# Caravan door trim retaining clips Autocruise Stardream



## lindybell (Jun 9, 2007)

Hi

Hope someone can help .

We had a problem with the door lock on the caravan door on our Stardream and had to remove the inner trim panel.

We lost some of the pins that fit through the centre of the clip so we are a few short.

Does anyone know where we can get these clips in white?

I would be grateful for any suggestions.

Thanks 

lindybell


----------



## drcotts (Feb 23, 2006)

Hi Lindy
I dont know exactly which type you have but it may be shown in the link below

http://www.essentracomponents.co.uk/rivets-and-panel-fasteners?gclid=CNXOxKGF5bwCFWLHtAod-TkAzw

Phill


----------



## premiermotorhomes (Feb 13, 2008)

Good afternoon lindybell,

Are you referring to the clip shown below. If so, these are Seitz PN BG141517.

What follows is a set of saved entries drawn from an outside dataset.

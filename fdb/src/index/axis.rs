use std::collections::{BTreeMap, BTreeSet};

use codec;
use error::Result;
use key::Key;

/// Per-keyword sets of values seen by an index, accumulated on every
/// insert. The axis travels with the index summary in the TOC, so request
/// expansion can consult it without loading index entries.
#[derive(Debug, Clone, Default, PartialEq)]
pub struct IndexAxis {
	axis: BTreeMap<String, BTreeSet<String>>,
}

impl IndexAxis {
	/// Creates an empty axis.
	pub fn new() -> IndexAxis {
		IndexAxis::default()
	}

	/// Records every component of a datum key.
	pub fn insert(&mut self, key: &Key) {
		for (keyword, value) in key.iter() {
			self.axis
				.entry(keyword.to_string())
				.or_insert_with(BTreeSet::new)
				.insert(value.to_string());
		}
	}

	/// The values seen for a keyword.
	pub fn values(&self, keyword: &str) -> Option<&BTreeSet<String>> {
		self.axis.get(keyword)
	}

	/// Merges another axis into this one.
	pub fn merge(&mut self, other: &IndexAxis) {
		for (keyword, values) in &other.axis {
			let entry = self.axis
				.entry(keyword.clone())
				.or_insert_with(BTreeSet::new);
			for value in values {
				entry.insert(value.clone());
			}
		}
	}

	/// True when nothing has been recorded.
	pub fn is_empty(&self) -> bool {
		self.axis.is_empty()
	}

	pub(crate) fn encode(&self, writer: &mut codec::Writer) {
		writer.write_u64(self.axis.len() as u64);
		for (keyword, values) in &self.axis {
			writer.write_string(keyword);
			writer.write_u64(values.len() as u64);
			for value in values {
				writer.write_string(value);
			}
		}
	}

	pub(crate) fn decode(reader: &mut codec::Reader) -> Result<IndexAxis> {
		let mut axis = IndexAxis::new();
		let keywords = reader.read_u64()?;
		for _ in 0..keywords {
			let keyword = reader.read_string()?;
			let count = reader.read_u64()?;
			let mut values = BTreeSet::new();
			for _ in 0..count {
				values.insert(reader.read_string()?);
			}
			axis.axis.insert(keyword, values);
		}
		Ok(axis)
	}
}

For the benefit of other members, light grey is BG141509 and Cream is BG141525.

Regards,
Chris


----------



## lindybell (Jun 9, 2007)

Hi Chris


Thanks for the information.

Any ideas where we can get them from?

Thanks 

Lindy Bell


----------



## premiermotorhomes (Feb 13, 2008)

Good evening lindybell, 

I'll be back in touch on Wednesday when I return to work. 

Regards,
Chris


----------